And, again, the strength of the program invests and transforms workers’ needs, reshaping their consciousness and their bodies into a project:

The economic basis for the complete withering away of the state is such a high state of development of communism at which the antithesis between mental and physical labor disappears, at which there consequently disappears one of the principal sources of modern social inequality—a source, moreover, which cannot on any account be removed immediately by the mere conversion of the means of production into public property, by the mere expropriation of the capitalists.

Lenin continues:

This expropriation will make it possible for the productive forces to develop to a tremendous extent. And when we see how incredibly capitalism is already retarding this development, when we see how much progress could be achieved on the basis of the level of technique already attained, we are entitled to say with the fullest confidence that the expropriation of the capitalists will inevitably result in an enormous development of the productive forces of human society. But how rapidly this development will proceed, how soon it will reach the point of breaking away from the division of labor, of doing away with the antithesis between mental and physical labor, of transforming labor into “life’s prime want”—we do not and cannot know.

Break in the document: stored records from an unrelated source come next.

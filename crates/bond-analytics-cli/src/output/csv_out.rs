use serde_json::Value;
use std::io;

use super::{format_value, summary_of, BOND_COLUMNS};

/// Write output as CSV to stdout: one row per bond for a report, a
/// field/value listing for a bare summary.
pub fn print_csv(value: &Value) {
    let stdout = io::stdout();
    let mut wtr = csv::Writer::from_writer(stdout.lock());

    if let Some(Value::Array(bonds)) = value.get("bonds") {
        write_bonds_csv(&mut wtr, bonds);
    } else if let Value::Object(summary) = summary_of(value) {
        let _ = wtr.write_record(["field", "value"]);
        for (key, val) in summary {
            match val {
                Value::Object(ladder) => {
                    for (bucket, n) in ladder {
                        let _ = wtr.write_record([
                            format!("{key}.{bucket}"),
                            format_value(n, ""),
                        ]);
                    }
                }
                Value::Array(records) => {
                    let isins: Vec<String> = records
                        .iter()
                        .map(|r| format_value(&r["isin"], ""))
                        .collect();
                    let _ = wtr.write_record([key.as_str(), &isins.join(";")]);
                }
                _ => {
                    let _ = wtr.write_record([key.as_str(), &format_value(val, "")]);
                }
            }
        }
    }

    let _ = wtr.flush();
}

fn write_bonds_csv(wtr: &mut csv::Writer<io::StdoutLock<'_>>, bonds: &[Value]) {
    let _ = wtr.write_record(BOND_COLUMNS);
    for bond in bonds {
        let row: Vec<String> = BOND_COLUMNS
            .iter()
            .map(|c| bond.get(*c).map(|v| format_value(v, "")).unwrap_or_default())
            .collect();
        let _ = wtr.write_record(&row);
    }
}
use std::fs::File;

use tracing::{info, warn};

use bond_analytics_core::fixed_income::fields::RawRow;

use crate::input::file::resolve_path;

/// Read a headed CSV into raw rows keyed by column name.
///
/// A missing file means no instruments and yields no rows. Rows with a
/// different field count than the header are accepted, and cells that are
/// not valid UTF-8 are decoded lossily so every row is kept.
pub fn read_rows(path: &str) -> Result<Vec<RawRow>, Box<dyn std::error::Error>> {
    let canonical = resolve_path(path)?;
    if !canonical.is_file() {
        warn!("{} not found; treating as no bonds", canonical.display());
        return Ok(Vec::new());
    }

    let file = File::open(&canonical)
        .map_err(|e| format!("Failed to read '{}': {}", canonical.display(), e))?;
    let mut rdr = csv::ReaderBuilder::new()
        .flexible(true)
        .trim(csv::Trim::Headers)
        .from_reader(file);

    let headers: Vec<String> = rdr
        .byte_headers()
        .map_err(|e| format!("Failed to parse '{}': {}", canonical.display(), e))?
        .iter()
        .map(|h| String::from_utf8_lossy(h).into_owned())
        .collect();

    let mut rows = Vec::new();
    for (index, record) in rdr.byte_records().enumerate() {
        let record = record
            .map_err(|e| format!("Failed to read '{}': {}", canonical.display(), e))?;
        if std::str::from_utf8(record.as_slice()).is_err() {
            // Header is line 1
            warn!(
                "line {} of {} is not valid UTF-8; invalid bytes replaced",
                index + 2,
                canonical.display()
            );
        }
        rows.push(
            headers
                .iter()
                .zip(record.iter())
                .map(|(h, v)| (h.clone(), String::from_utf8_lossy(v).into_owned()))
                .collect(),
        );
    }

    info!("Read {} rows from {}", rows.len(), canonical.display());
    Ok(rows)
}
use serde_json::Value;

/// Print YAML to stdout.
pub fn print_yaml(value: &Value) {
    match serde_yaml::to_string(value) {
        Ok(s) => print!("{}", s),
        Err(e) => eprintln!("YAML serialization error: {}", e),
    }
}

The first basic condition for the extinction of the state is, therefore, the elimination of the distinction between physical labor and intellectual labor. The second condition is the massive development of the productive forces. The third material condition, included within both the first affirmation and the second, is the anticipation of a qualitative change in the implicit development of the transformation of productive forces, and that is, a change in the consciousness and bodies of the workers. In Lenin’s view, it is only on this basis that the problem of the withering away of the state can become a realizable project.

Here too we must break away from the falsity that Leninism is the exaltation of the state over social development and for organizing the distribution of wealth. Lenin’s position is one of counterpower, of the capacity to build the order of life from below, with strength and intelligence joined together as one. This is the perspective that the proletarian subversion of the state has always proposed, from Machiavelli to Spinoza to Marx.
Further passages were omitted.